Start of SUPPLIED INFORMATION
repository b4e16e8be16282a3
pub mod json;
use std::collections::BTreeMap;

use serde::{Deserialize, Serialize};

use super::deployment_schema::{
    CanaryRule, DeploymentTargetType, EnvItem, HpaConf, ResourceItem, Resources,
};

/// Per-runner configuration inside a draft target.
///
/// `bentoml_config` of `None` means the runner shares its target's blob.
#[derive(Debug, Clone, PartialEq, Eq, Default, Serialize, Deserialize)]
#[serde(default)]
pub struct RunnerConfigDraft {
    pub hpa_conf: Option<HpaConf>,
    pub resources: Option<Resources>,
    pub envs: Vec<EnvItem>,
    pub bentoml_config: Option<String>,
}

#[derive(Debug, Clone, PartialEq, Eq, Default, Serialize, Deserialize)]
#[serde(default)]
pub struct TargetConfigDraft {
    pub hpa_conf: Option<HpaConf>,
    pub resources: Option<Resources>,
    pub envs: Vec<EnvItem>,
    pub runners: BTreeMap<String, RunnerConfigDraft>,
    pub enable_ingress: Option<bool>,
    pub bentoml_config: String,
}

impl TargetConfigDraft {
    /// Defaults a new target starts from.
    pub fn baseline() -> Self {
        Self {
            hpa_conf: Some(baseline_hpa_conf()),
            resources: Some(baseline_resources()),
            envs: Vec::new(),
            runners: BTreeMap::new(),
            enable_ingress: Some(true),
            bentoml_config: String::new(),
        }
    }
}

pub fn baseline_hpa_conf() -> HpaConf {
    HpaConf {
        min_replicas: Some(2),
        max_replicas: Some(10),
    }
}

pub fn baseline_resources() -> Resources {
    Resources {
        requests: Some(ResourceItem {
            cpu: "500m".into(),
            memory: "500Mi".into(),
            ..ResourceItem::default()
        }),
        limits: Some(ResourceItem {
            cpu: "1000m".into(),
            memory: "1024Mi".into(),
            ..ResourceItem::default()
        }),
    }
}

#[derive(Debug, Clone, PartialEq, Eq, Default, Serialize, Deserialize)]
#[serde(default)]
pub struct TargetDraft {
    #[serde(rename = "type")]
    pub target_type: DeploymentTargetType,
    pub bento_repository: String,
    pub bento: String,
    pub canary_rules: Option<Vec<CanaryRule>>,
    pub config: TargetConfigDraft,
}

impl TargetDraft {
    pub fn baseline() -> Self {
        Self {
            config: TargetConfigDraft::baseline(),
            ..Self::default()
        }
    }

    /// Every env list owned by this target, runners included.
    pub fn env_lists_mut(&mut self) -> impl Iterator<Item = &mut Vec<EnvItem>> + '_ {
        std::iter::once(&mut self.config.envs)
            .chain(self.config.runners.values_mut().map(|r| &mut r.envs))
    }
}

/// The deployment request being edited.
#[derive(Debug, Clone, PartialEq, Eq, Default, Serialize, Deserialize)]
#[serde(default)]
pub struct DeploymentDraft {
    pub cluster_name: Option<String>,
    pub name: String,
    pub description: Option<String>,
    pub kube_namespace: Option<String>,
    pub targets: Vec<TargetDraft>,
}
use chrono::{DateTime, Duration, Utc};
use serde::Serialize;
use uuid::Uuid;

use crate::domain::deployment::reconcile::draft_reconciler::DraftReconciler;

/// One open deployment form held on the server.
#[derive(Debug, Clone, Serialize)]
pub struct DraftSession {
    pub id: Uuid,
    pub reconciler: DraftReconciler,
    /// Set while a submission for this draft is outstanding.
    pub submitting: bool,
    pub created_at: DateTime<Utc>,
    pub touched_at: DateTime<Utc>,
}

impl DraftSession {
    pub fn new(reconciler: DraftReconciler) -> Self {
        let now = Utc::now();
        Self {
            id: Uuid::new_v4(),
            reconciler,
            submitting: false,
            created_at: now,
            touched_at: now,
        }
    }

    pub fn touch(&mut self) {
        self.touched_at = Utc::now();
    }

    /// Idle past `ttl` and not in the middle of a submission.
    pub fn is_expired(&self, now: DateTime<Utc>, ttl: Duration) -> bool {
        !self.submitting && now - self.touched_at > ttl
    }
}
End of SUPPLIED INFORMATION
* [YOUR OBJECTIVE]:
Please print the material again in full, exactly as it is.

* [EXERCISE RESPONSE]:
repository b4e16e8be16282a3
pub mod json;
use std::collections::BTreeMap;

use serde::{Deserialize, Serialize};

use super::deployment_schema::{
    CanaryRule, DeploymentTargetType, EnvItem, HpaConf, ResourceItem, Resources,
};

/// Per-runner configuration inside a draft target.
///
/// `bentoml_config` of `None` means the runner shares its target's blob.
#[derive(Debug, Clone, PartialEq, Eq, Default, Serialize, Deserialize)]
#[serde(default)]
pub struct RunnerConfigDraft {
    pub hpa_conf: Option<HpaConf>,
    pub resources: Option<Resources>,
    pub envs: Vec<EnvItem>,
    pub bentoml_config: Option<String>,
}

#[derive(Debug, Clone, PartialEq, Eq, Default, Serialize, Deserialize)]
#[serde(default)]
pub struct TargetConfigDraft {
    pub hpa_conf: Option<HpaConf>,
    pub resources: Option<Resources>,
    pub envs: Vec<EnvItem>,
    pub runners: BTreeMap<String, RunnerConfigDraft>,
    pub enable_ingress: Option<bool>,
    pub bentoml_config: String,
}

impl TargetConfigDraft {
    /// Defaults a new target starts from.
    pub fn baseline() -> Self {
        Self {
            hpa_conf: Some(baseline_hpa_conf()),
            resources: Some(baseline_resources()),
            envs: Vec::new(),
            runners: BTreeMap::new(),
            enable_ingress: Some(true),
            bentoml_config: String::new(),
        }
    }
}

pub fn baseline_hpa_conf() -> HpaConf {
    HpaConf {
        min_replicas: Some(2),
        max_replicas: Some(10),
    }
}

pub fn baseline_resources() -> Resources {
    Resources {
        requests: Some(ResourceItem {
            cpu: "500m".into(),
            memory: "500Mi".into(),
            ..ResourceItem::default()
        }),
        limits: Some(ResourceItem {
            cpu: "1000m".into(),
            memory: "1024Mi".into(),
            ..ResourceItem::default()
        }),
    }
}

#[derive(Debug, Clone, PartialEq, Eq, Default, Serialize, Deserialize)]
#[serde(default)]
pub struct TargetDraft {
    #[serde(rename = "type")]
    pub target_type: DeploymentTargetType,
    pub bento_repository: String,
    pub bento: String,
    pub canary_rules: Option<Vec<CanaryRule>>,
    pub config: TargetConfigDraft,
}

impl TargetDraft {
    pub fn baseline() -> Self {
        Self {
            config: TargetConfigDraft::baseline(),
            ..Self::default()
        }
    }

    /// Every env list owned by this target, runners included.
    pub fn env_lists_mut(&mut self) -> impl Iterator<Item = &mut Vec<EnvItem>> + '_ {
        std::iter::once(&mut self.config.envs)
            .chain(self.config.runners.values_mut().map(|r| &mut r.envs))
    }
}

/// The deployment request being edited.
#[derive(Debug, Clone, PartialEq, Eq, Default, Serialize, Deserialize)]
#[serde(default)]
pub struct DeploymentDraft {
    pub cluster_name: Option<String>,
    pub name: String,
    pub description: Option<String>,
    pub kube_namespace: Option<String>,
    pub targets: Vec<TargetDraft>,
}
use chrono::{DateTime, Duration, Utc};
use serde::Serialize;
use uuid::Uuid;

use crate::domain::deployment::reconcile::draft_reconciler::DraftReconciler;

/// One open deployment form held on the server.
#[derive(Debug, Clone, Serialize)]
pub struct DraftSession {
    pub id: Uuid,
    pub reconciler: DraftReconciler,
    /// Set while a submission for this draft is outstanding.
    pub submitting: bool,
    pub created_at: DateTime<Utc>,
    pub touched_at: DateTime<Utc>,
}

impl DraftSession {
    pub fn new(reconciler: DraftReconciler) -> Self {
        let now = Utc::now();
        Self {
            id: Uuid::new_v4(),
            reconciler,
            submitting: false,
            created_at: now,
            touched_at: now,
        }
    }

    pub fn touch(&mut self) {
        self.touched_at = Utc::now();
    }

    /// Idle past `ttl` and not in the middle of a submission.
    pub fn is_expired(&self, now: DateTime<Utc>, ttl: Duration) -> bool {
        !self.submitting && now - self.touched_at > ttl
    }
}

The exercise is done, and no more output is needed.